A 12-year-old girl from the suburbs of Chicago was traveling in Spain earlier this summer when a train on which she was riding sped off the rails and crashed on a treacherous curve, killing 79 people.
The derailment in Santiago de Compostela left hundreds injured, including Lucia Ruiz, a sixth-grader from Deerfield, Ill., who was vacationing with an aunt and uncle.
Lucia was so badly injured in Spain that she has been unable to leave the hospital there since the July 24 crash. Her parents, who live in Illinois, have had to travel back and forth to Spain numerous times to care for the girl, and are struggling to pay for the expenses, according to Kyle Erickson, spokesman for the GiveForward, a website hosting a fundraiser to help pay for her expenses.
"She had serious complications with her hips, legs, internal bleeding. She's in pretty bad shape," Erickson said. "Right now, she's not able to travel back to the U.S."
Lucia's parents, Ismael Ruiz and Paloma Dominquez La Rosa, declined to comment to ABC News, but Erickson said a family friend had set up the fundraising website to help pay for Lucia's care in Spain, including money for what are expected to be months of physical therapy as she heals.

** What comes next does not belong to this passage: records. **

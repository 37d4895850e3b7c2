// Scriptable in-memory device for exercising the presentation cycle.
//
// Handles are minted with `vk::Handle::from_raw`. The fake panics on anything
// a validation layer would reject: destroying twice, reusing an acquire
// semaphore while a wait on it is pending, resetting a command pool whose
// work has not been observed complete, or waiting on a fence nothing will
// ever complete.
//
// Failure switches make individual device calls fail so error paths can be
// driven without a GPU.

use std::collections::{HashMap, HashSet, VecDeque};
use std::sync::Arc;

use ash::vk::{self, Handle};
use parking_lot::{Condvar, Mutex};

use super::{
    AcquireStatus, CommandAllocator, FrameDevice, PresentStatus, PresentSurface, Submission,
    SurfaceFactory, SurfaceRequest,
};
use crate::error::{FrameError, FrameResult};

#[derive(Debug, Clone, Copy, PartialEq, Eq)]
enum FenceState {
    Signaled,
    Unsignaled,
    Pending,
}

#[derive(Debug)]
pub(crate) struct FakeSurface {
    pub id: u64,
    pub image_count: usize,
    pub extent: vk::Extent2D,
}

impl PresentSurface for FakeSurface {
    fn image_count(&self) -> usize {
        self.image_count
    }

    fn format(&self) -> vk::Format {
        vk::Format::B8G8R8A8_SRGB
    }

    fn extent(&self) -> vk::Extent2D {
        self.extent
    }
}

#[derive(Default)]
struct FakeState {
    next_handle: u64,
    image_count: usize,
    auto_complete: bool,

    /// Live semaphores and whether they are currently signaled.
    signals: HashMap<u64, bool>,
    fences: HashMap<u64, FenceState>,
    /// Live command pools, with the fence of their in-flight submission.
    pools: HashMap<u64, Option<u64>>,
    buffers: HashMap<u64, u64>,
    surfaces: HashSet<u64>,

    /// Acquire semaphores waited on by a submission whose fence has not yet
    /// been observed complete.
    in_flight_waits: HashMap<u64, u64>,
    /// Pending fences in submission order.
    queue: VecDeque<u64>,
    waiting_on: Option<u64>,

    next_image: usize,
    acquire_script: VecDeque<AcquireStatus>,
    present_script: VecDeque<PresentStatus>,
    fail_signals: bool,
    allocators_before_failure: Option<usize>,
    surface_error: Option<FrameError>,
    idle_error: Option<FrameError>,
    acquire_error: Option<FrameError>,
    wait_error: Option<FrameError>,
    fence_reset_error: Option<FrameError>,
    allocator_reset_error: Option<FrameError>,
    submit_error: Option<FrameError>,

    surfaces_created: usize,
    last_surface: u64,
    last_acquire_surface: Option<u64>,
    acquires: usize,
    submissions: usize,
    presents: usize,
    allocator_resets: usize,
}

"Insurance may cover some of the hundreds of thousands of dollars from being in the ICU, but there are travel expenses to and from the hospital, and physical therapy is generally not covered by insurance, and she's going to have to learn to walk again," Erickson said. "We don't know what the long-term outlook is."
For now, the girl will be stuck receiving care in Spain indefinitely, he said, and unable to return home to start school in the fall with her peers. She's expected to live but her injuries are too severe for her to travel home, he said.
Officials say the train was traveling at 121 mph in a 50-mph zone when it crashed. The driver, who officials say ignored three warnings to reduce speed in the two minutes before the crash, was allegedly talking on a cellphone during the derailment. He has been charged with negligent homicide.
The fundraising page for the Ruiz family has raised more than $40,000 since it was launched Aug. 6.
The organizer of the page posts periodic updates on Lucia's treatment, noting the first time she was able to get out of bed and sit in a chair.
"[Mom] Paloma also said that Lucia is feeling pretty blue, but reading all of the posts on the GiveForward page brings a smile to her face," Sara Breyfogle, the family friend who started the site, wrote on the page.